• [YOUR INSTRUCTIONS]: Find every line below where the string "response" shows up, and copy those lines.

• [LISTED ENTRIES]:
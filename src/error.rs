//! Error taxonomy for the client.
//!
//! # Data Flow
//! ```text
//! transport (reqwest, custom)  → TransportError ─┐
//! codec (serde_json, custom)   → CodecError ─────┤
//!                                                 ▼
//!                                  SolrError (the only error type
//!                                  returned from SolrClient::query)
//! ```
//!
//! # Design Decisions
//! - `SolrError` is `Clone` so a failure can live in the query history and
//!   still be handed to the caller
//! - Foreign errors are translated where they enter the core, never later

use std::sync::Arc;
use std::time::Duration;
use thiserror::Error;

/// Result alias used across the client.
pub type SolrResult<T> = Result<T, SolrError>;

/// Errors surfaced by the client.
#[derive(Debug, Clone, Error)]
pub enum SolrError {
    /// The load balancer had no server to offer. Never retried.
    #[error("{0}")]
    NoServerAvailable(String),

    /// Network or connection level failure.
    #[error("transport error: {0}")]
    Transport(#[source] Arc<TransportError>),

    /// The transport gave up waiting for a response.
    #[error("request timed out after {0:?}")]
    Timeout(Duration),

    /// The response content type did not match the codec.
    #[error("expected mime type {expected} but got {actual}")]
    MimeMismatch { expected: String, actual: String },

    /// Non-200 response or malformed body.
    #[error("remote error (HTTP {status}): {reason}")]
    Remote { status: u16, reason: String },

    /// The client was shut down before the query was issued.
    #[error("client has been shut down")]
    Closed,
}

impl SolrError {
    /// Build a remote protocol error.
    pub fn remote(status: u16, reason: impl Into<String>) -> Self {
        SolrError::Remote {
            status,
            reason: reason.into(),
        }
    }

    /// HTTP status carried by the error, if any.
    pub fn status(&self) -> Option<u16> {
        match self {
            SolrError::Remote { status, .. } => Some(*status),
            SolrError::Transport(e) => e.status(),
            _ => None,
        }
    }

    /// True for failures that happened below the HTTP layer.
    pub fn is_transport(&self) -> bool {
        matches!(self, SolrError::Transport(_) | SolrError::Timeout(_))
    }

    /// Translate the error into the shape handed to the caller once the
    /// retry policy gave up.
    ///
    /// A transport error that already carries an HTTP status becomes a
    /// [`SolrError::Remote`] with status and message preserved; everything
    /// else is returned unchanged.
    pub fn into_terminal(self) -> Self {
        match self {
            SolrError::Transport(e) => match e.as_ref() {
                TransportError::Status { status, message } => SolrError::remote(*status, message.clone()),
                _ => SolrError::Transport(e),
            },
            other => other,
        }
    }
}

/// Errors produced by a [`Transport`](crate::transport::Transport).
#[derive(Debug, Error)]
pub enum TransportError {
    /// Could not connect to the server.
    #[error("connection failed: {0}")]
    Connect(String),

    /// No response within the configured timeout.
    #[error("request timed out after {0:?}")]
    Timeout(Duration),

    /// The transport library rejected the response status itself.
    #[error("HTTP {status}: {message}")]
    Status { status: u16, message: String },

    /// Any other error raised by reqwest.
    #[error(transparent)]
    Http(#[from] reqwest::Error),

    /// The transport was closed.
    #[error("transport is closed")]
    Closed,

    #[error("{0}")]
    Other(String),
}

impl TransportError {
    /// HTTP status carried by the error, if any.
    pub fn status(&self) -> Option<u16> {
        match self {
            TransportError::Status { status, .. } => Some(*status),
            TransportError::Http(e) => e.status().map(|s| s.as_u16()),
            _ => None,
        }
    }
}

impl From<TransportError> for SolrError {
    fn from(err: TransportError) -> Self {
        match err {
            TransportError::Timeout(after) => SolrError::Timeout(after),
            other => SolrError::Transport(Arc::new(other)),
        }
    }
}

/// Errors produced by a [`ResponseCodec`](crate::response::ResponseCodec).
#[derive(Debug, Error)]
pub enum CodecError {
    #[error("unsupported charset: {0}")]
    UnsupportedCharset(String),

    #[error("malformed response body: {0}")]
    Malformed(#[from] serde_json::Error),

    #[error("{0}")]
    Other(String),
}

• [SOLUTION TO THIS EXERCISE]:
    /// The transport gave up waiting for a response.
    /// The response content type did not match the codec.
    /// Non-200 response or malformed body.
    /// No response within the configured timeout.
    /// The transport library rejected the response status itself.
/// Errors produced by a [`ResponseCodec`](crate::response::ResponseCodec).
    #[error("malformed response body: {0}")]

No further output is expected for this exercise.